Your “theme” is the part of your WordPress installation that controls how your site looks. It is a PHP subprogram that runs from within WordPress.
You really need to understand how your theme works if you want your WordPress website to be successful. A bad theme can ruin the customer experience and drive down your profits.
Still, before you start playing around with the design, you want to make sure that everything else on your site is functioning correctly. Isit time to upgrade your hosting plan? It might be if users are complaining about slow load times. Do you need fresh content? Perhaps, if your blogs aren’t getting a lot of attention.
Once you’re ready to start making design changes, you need to know how to do it.
Keep reading to learn how to change your theme.
What’s WordPress?
WordPress is an open source ecosystem. It runs under the GPL [General Public License] and is free for anyone to use or modify. That means that basically anyone can do anything they want with the system.
The software is controlled by the WordPress Foundation, who own and operate the wordpress.org domain. They are the people who host the free plugins and themes that are found in every WordPress install. As an admin, if you go to “Appearance” >> “Themes” >> “Add New”, the tens of thousands of themes you see are the ones published from the wordpress.org servers.
Paid vs Free Themes
There are another class of themes, commercial, or paid themes. These are private companies and publishers that are not associated with the WordPress.org community.
There is a big difference between paid themes and the one in the repo. Frankly, you should almost never use a paid theme. For one, they cost money. Now that might be okay if they provided a superior product but actually, the reverse is true! Because of the way WordPress works, in this case the free themes are actually way better than the commercial themes.
Commercial themes are just a way that people use to try and make money. Nothing wrong with that, but why would you buy one? You might think that because you’re paying for it, you’re getting a better product. The reality is that commercial themes are less secure, more prone to hacking and viruses, and often employ shady coding or business practices, such as obfuscated code. They are completely unregulated.

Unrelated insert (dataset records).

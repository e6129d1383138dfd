//! Static configuration schema.
//!
//! Static configuration is read once at startup: the declared entry points,
//! where dynamic configuration comes from, and observability settings.
//! All types derive Serde traits for deserialization from TOML.

use std::collections::BTreeMap;

use serde::{Deserialize, Serialize};

/// Root static configuration.
#[derive(Debug, Clone, Deserialize, Serialize)]
#[serde(default)]
pub struct SupervisorConfig {
    /// Declared entry points by name.
    pub entry_points: BTreeMap<String, EntryPointConfig>,

    /// Sources of dynamic configuration.
    pub providers: ProvidersConfig,

    /// Logging and metrics settings.
    pub observability: ObservabilityConfig,
}

impl Default for SupervisorConfig {
    fn default() -> Self {
        let mut entry_points = BTreeMap::new();
        entry_points.insert(
            "web".to_string(),
            EntryPointConfig {
                address: "0.0.0.0:80".to_string(),
            },
        );
        Self {
            entry_points,
            providers: ProvidersConfig::default(),
            observability: ObservabilityConfig::default(),
        }
    }
}

impl SupervisorConfig {
    /// Names of entry points carrying the given protocol, sorted.
    pub fn entry_point_names(&self, protocol: Protocol) -> Vec<String> {
        self.entry_points
            .iter()
            .filter(|(_, ep)| ep.protocol() == Some(protocol))
            .map(|(name, _)| name.clone())
            .collect()
    }
}

/// A listener declaration.
#[derive(Debug, Clone, Deserialize, Serialize)]
pub struct EntryPointConfig {
    /// Listen address, e.g. "0.0.0.0:443" or ":53/udp".
    pub address: String,
}

/// Transport protocol of an entry point.
#[derive(Debug, Clone, Copy, PartialEq, Eq)]
pub enum Protocol {
    Tcp,
    Udp,
}

impl EntryPointConfig {
    /// Protocol from the optional `/tcp` or `/udp` suffix. `None` for unknown suffixes.
    pub fn protocol(&self) -> Option<Protocol> {
        match self.address.rsplit_once('/') {
            None => Some(Protocol::Tcp),
            Some((_, "tcp")) => Some(Protocol::Tcp),
            Some((_, "udp")) => Some(Protocol::Udp),
            Some(_) => None,
        }
    }

    /// Address without the protocol suffix.
    pub fn host_port(&self) -> &str {
        self.address
            .rsplit_once('/')
            .map(|(addr, _)| addr)
            .unwrap_or(&self.address)
    }
}

/// Dynamic configuration providers.
#[derive(Debug, Clone, Default, Deserialize, Serialize)]
#[serde(default)]
pub struct ProvidersConfig {
    pub file: Option<FileProviderConfig>,
}

/// File provider settings.
#[derive(Debug, Clone, Deserialize, Serialize)]
pub struct FileProviderConfig {
    /// Path to the dynamic configuration TOML file.
    pub path: String,

    /// Reload the file when it changes.
    #[serde(default = "default_watch")]
    pub watch: bool,
}

fn default_watch() -> bool {
    true
}

/// Log output format.
#[derive(Debug, Clone, Copy, Default, PartialEq, Eq, Deserialize, Serialize)]
#[serde(rename_all = "lowercase")]
pub enum LogFormat {
    #[default]
    Pretty,
    Json,
}

/// Observability configuration.
#[derive(Debug, Clone, Deserialize, Serialize)]
#[serde(default)]
pub struct ObservabilityConfig {
    /// Log level (trace, debug, info, warn, error).
    pub log_level: String,

    pub log_format: LogFormat,

    /// Enable metrics endpoint.
    pub metrics_enabled: bool,

    /// Metrics endpoint bind address.
    pub metrics_address: String,
}

impl Default for ObservabilityConfig {
    fn default() -> Self {
        Self {
            log_level: "info".to_string(),
            log_format: LogFormat::Pretty,
            metrics_enabled: true,
            metrics_address: "0.0.0.0:9090".to_string(),
        }
    }
}

#[cfg(test)]
mod tests {
    use super::*;

    #[test]
    fn test_entry_point_protocol() {
        let ep = |addr: &str| EntryPointConfig {
            address: addr.to_string(),
        };
        assert_eq!(ep(":80").protocol(), Some(Protocol::Tcp));
        assert_eq!(ep(":443/tcp").protocol(), Some(Protocol::Tcp));
        assert_eq!(ep(":53/udp").protocol(), Some(Protocol::Udp));
        assert_eq!(ep(":53/sctp").protocol(), None);
        assert_eq!(ep(":53/udp").host_port(), ":53");
    }

    #[test]
    fn test_entry_point_names_by_protocol() {
        let raw = r#"
            [entry_points.web]
            address = ":80"
            [entry_points.websecure]
            address = ":443"
            [entry_points.dns]
            address = ":53/udp"
        "#;
        let config: SupervisorConfig = toml::from_str(raw).unwrap();
        assert_eq!(config.entry_point_names(Protocol::Tcp), vec!["web", "websecure"]);
        assert_eq!(config.entry_point_names(Protocol::Udp), vec!["dns"]);
        assert!(config.observability.metrics_enabled);
    }
}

The free repository themes, on the other hand, must publish their code for all to see and must conform to strict rules. This exposes bugs and security flaws almost instantly. Repo themes cannot collect information about the site they are running on without first informing the admin what it’s doing.
Compare this to a commercial theme that has no restrictions. Free themes have a host of other security requirements. By publishing their themes to the repo, honest developers subject their code to intense peer review. Bad ones are quickly rejected, and bugs are fixed fast.
Bottom line: use a free theme from the WordPress repo.
Installation
To get a free theme couldn’t be any easier! Just log in to your WordPress installation as an administrator and go to “Appearance” then click “Themes”, then “Add New”. From here you’ll be brought to WordPress.org’s theme search page. It sorts themes into categories, lists features, options, and color schemes.
Customization
There are tens of thousands of free themes, and dozens more are added each day. You can spend the rest of your life going through the repo, so you are SURE to find one you like. Remember that the theme is just the start of your design. Once you pick the theme, it’s time to start making customizations.
You can use the WordPress “customizer” to control many aspects of how your theme works. Again, log in as an admin and go to Appearance”, and then to “Customize”. You will now be brought to the customizer homepage in your site.
Changes here will be saved into the database and are specific to this particular WordPress installation. Each theme has its own options, but typical ones are things like:
- Background color
- Fonts
- Headers
- Images
Other themes might have advanced options like portfolios, video headers, or JavaScript images rolls. You can select from some advanced features in the theme picker, but by definition, an “advanced” feature is something that only a particular theme has.
Advanced Features
You can find themes with advanced features by searching the internet and by using examples related to your business or blog. There are themes for professionals, technical companies, software coders, plumbers, whatever.
Again though, just because someone is selling a premium theme designed for plumbers, you don’t have to use that one just because you are a plumber! Make sure that you really need something before you buy it.
You can also add code to a theme by creating a “child theme”. A child theme is a subprogram that accepts code for a theme. If you just modify a theme’s PHP code, when WordPress detects an update from the theme publisher, your changes will be overwritten. Child themes are the solution to that problem.
Back up your site with any backup plugin, and then go hog wild on your theme! WordPress is designed to be easy to modify and change. Experiment a little. Have fun! Be creative and explore all the options your theme has to offer.